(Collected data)
//! Error types for the port registry
//!
//! Exhaustion and invalid release are not errors: they come back as
//! `None` / `false` from the registry. Only construction and configuration
//! failures use this type.

use thiserror::Error;

#[derive(Error, Debug)]
pub enum PortError {
    #[error("Invalid port range: {0}")]
    InvalidRange(String),

    #[error("IO error: {0}")]
    Io(#[from] std::io::Error),

    #[error("YAML error: {0}")]
    Yaml(#[from] serde_yaml::Error),

    #[error("JSON error: {0}")]
    Json(#[from] serde_json::Error),

    #[error("Config error: {0}")]
    ConfigError(String),

    #[error("Sweeper error: {0}")]
    SweeperError(String),
}

pub type Result<T> = std::result::Result<T, PortError>;
//! # CKP Ports - ConceptKernel Port Registry
//!
//! Coordinates exclusive use of a bounded range of TCP ports among agents and
//! services started independently on one host. A caller asks the registry
//! for a port under its own identifier, binds its listener out-of-band, and
//! releases the port by number and identifier on shutdown.
//!
//! ## Key Features
//!
//! - Live availability probing with a real loopback bind
//! - One lock around all bookkeeping: a port is never handed out twice
//! - Pooled multi-port reservation with partial fulfillment
//! - Time-based expiry of released records, on demand or in the background
//! - Process-wide singleton for callers that don't wire a registry through
//!
//! ## Architecture
//!
//! ```text
//! ┌──────────────────────────────────────┐
//! │   callers (agents, launchers)        │
//! └──────────────────────────────────────┘
//!           │                  │
//!     ┌─────┴────────┐   ┌─────┴───────┐
//!     │ PortRegistry │◄──│ Sweeper     │
//!     │ (Mutex)      │   │ (thread)    │
//!     └─────┬────────┘   └─────────────┘
//!           │
//!     ┌─────┴────────┐
//!     │ PortProbe    │  bind 127.0.0.1:port
//!     └──────────────┘
//! ```
//!
//! Collisions with unrelated processes are caught only by the probe at
//! allocation time. Nothing is held open afterwards, so a foreign process
//! can still grab the port before the caller binds it.

pub mod config;
pub mod errors;
pub mod logging;
pub mod port;
pub mod sweeper;

pub use config::RegistryConfig;
pub use errors::PortError;
pub use port::{
    allocate_service_port, find_available_port, get_port_manager, get_service_port,
    is_port_bindable, release_service_port, ActiveAllocation, AllocationStatus, PortAllocation,
    PortProbe, PortRange, PortRegistry, SystemProbe,
};
pub use sweeper::CleanupSweeper;

/// Crate version
pub const VERSION: &str = env!("CARGO_PKG_VERSION");
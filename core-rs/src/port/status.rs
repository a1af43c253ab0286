/**
 * status.rs
 * Point-in-time utilization summary of a registry
 *
 * Built under the registry lock, so `allocated_ports + available_ports`
 * always equals `total_ports`.
 */

use serde::{Deserialize, Serialize};

use super::allocation::PortAllocation;
use super::range::PortRange;
use crate::errors::Result;

/// Active allocation as reported to monitoring callers
#[derive(Debug, Clone, PartialEq, Serialize, Deserialize)]
pub struct ActiveAllocation {
    pub port: u16,
    pub allocated_to: String,
    /// RFC3339 timestamp
    pub allocated_at: String,
    pub in_use: bool,
}

impl From<&PortAllocation> for ActiveAllocation {
    fn from(allocation: &PortAllocation) -> Self {
        ActiveAllocation {
            port: allocation.port,
            allocated_to: allocation.allocated_to.clone(),
            allocated_at: allocation.allocated_at.to_rfc3339(),
            in_use: allocation.in_use,
        }
    }
}

/// Registry utilization summary
#[derive(Debug, Clone, PartialEq, Serialize, Deserialize)]
pub struct AllocationStatus {
    /// "start-end"
    pub port_range: String,
    pub total_ports: usize,
    pub allocated_ports: usize,
    pub available_ports: usize,
    pub utilization_percent: f64,
    /// Active and released records still retained
    pub total_records: usize,
    pub active_allocations: Vec<ActiveAllocation>,
}

impl AllocationStatus {
    pub(crate) fn compute(
        range: PortRange,
        allocated_count: usize,
        records: &[PortAllocation],
    ) -> Self {
        let total_ports = range.len();
        let allocated_ports = allocated_count.min(total_ports);
        let available_ports = total_ports - allocated_ports;
        let utilization_percent = if total_ports == 0 {
            0.0
        } else {
            (allocated_ports as f64 / total_ports as f64) * 100.0
        };

        AllocationStatus {
            port_range: range.to_string(),
            total_ports,
            allocated_ports,
            available_ports,
            utilization_percent,
            total_records: records.len(),
            active_allocations: records
                .iter()
                .filter(|a| a.in_use)
                .map(ActiveAllocation::from)
                .collect(),
        }
    }

    /// Pretty JSON for dashboards and logs
    pub fn to_json(&self) -> Result<String> {
        Ok(serde_json::to_string_pretty(self)?)
    }
}
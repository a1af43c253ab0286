//! Integration tests for multi-threaded use of a shared registry
//!
//! Covers:
//! - Concurrent allocation with real OS probes
//! - Mixed allocate/release churn
//! - Singleton shared across threads

use ckp_ports::{get_port_manager, get_service_port, PortRegistry};
use std::collections::HashSet;
use std::sync::{Arc, Barrier, Mutex};
use std::thread;

#[test]
fn test_thread_safety_of_port_allocation() {
    let registry = Arc::new(PortRegistry::new(47300, 47399).unwrap());
    let allocated = Arc::new(Mutex::new(Vec::new()));
    let barrier = Arc::new(Barrier::new(4));

    let handles: Vec<_> = (0..4)
        .map(|t| {
            let registry = Arc::clone(&registry);
            let allocated = Arc::clone(&allocated);
            let barrier = Arc::clone(&barrier);
            thread::spawn(move || {
                barrier.wait();
                for i in 0..5 {
                    if let Some(port) = registry.allocate_port(&format!("thread_agent_{}_{}", t, i), None) {
                        allocated.lock().unwrap().push(port);
                    }
                }
            })
        })
        .collect();

    for handle in handles {
        handle.join().unwrap();
    }

    let allocated = allocated.lock().unwrap();
    let unique: HashSet<u16> = allocated.iter().copied().collect();
    assert!(!allocated.is_empty());
    assert_eq!(unique.len(), allocated.len(), "Duplicate ports allocated");
    assert_eq!(
        registry.get_allocation_status().allocated_ports,
        allocated.len()
    );
}

#[test]
fn test_allocate_release_churn_keeps_state_consistent() {
    let registry = Arc::new(PortRegistry::new(47400, 47419).unwrap());

    let handles: Vec<_> = (0..6)
        .map(|t| {
            let registry = Arc::clone(&registry);
            thread::spawn(move || {
                let owner = format!("churn_{}", t);
                let mut held = Vec::new();
                for round in 0..30 {
                    if round % 3 == 2 {
                        if let Some(port) = held.pop() {
                            assert!(registry.release_port(port, &owner));
                        }
                    } else if let Some(port) = registry.allocate_port(&owner, None) {
                        held.push(port);
                    }
                }
                held
            })
        })
        .collect();

    let mut still_held = Vec::new();
    for handle in handles {
        still_held.extend(handle.join().unwrap());
    }

    let unique: HashSet<u16> = still_held.iter().copied().collect();
    assert_eq!(unique.len(), still_held.len());

    let status = registry.get_allocation_status();
    assert_eq!(status.allocated_ports, still_held.len());
    assert_eq!(status.active_allocations.len(), still_held.len());
    assert_eq!(status.allocated_ports + status.available_ports, 20);
}

#[test]
fn test_singleton_shared_across_threads() {
    let addresses: Vec<usize> = (0..4)
        .map(|_| thread::spawn(|| get_port_manager() as *const PortRegistry as usize))
        .map(|h| h.join().unwrap())
        .collect();

    assert!(addresses.windows(2).all(|w| w[0] == w[1]));

    // An allocation made on one thread is visible from another
    let owner = "singleton_cross_thread_agent";
    let port = thread::spawn(move || get_port_manager().allocate_port(owner, None))
        .join()
        .unwrap();
    if let Some(port) = port {
        assert_eq!(get_service_port(owner), Some(port));
        assert!(get_port_manager().release_port(port, owner));
    }
}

> Aim of the exercise
The response must contain each line above that holds the string "with".

> Response area
//! - Live availability probing with a real loopback bind
//! - Pooled multi-port reservation with partial fulfillment
//! Collisions with unrelated processes are caught only by the probe at
//! - Concurrent allocation with real OS probes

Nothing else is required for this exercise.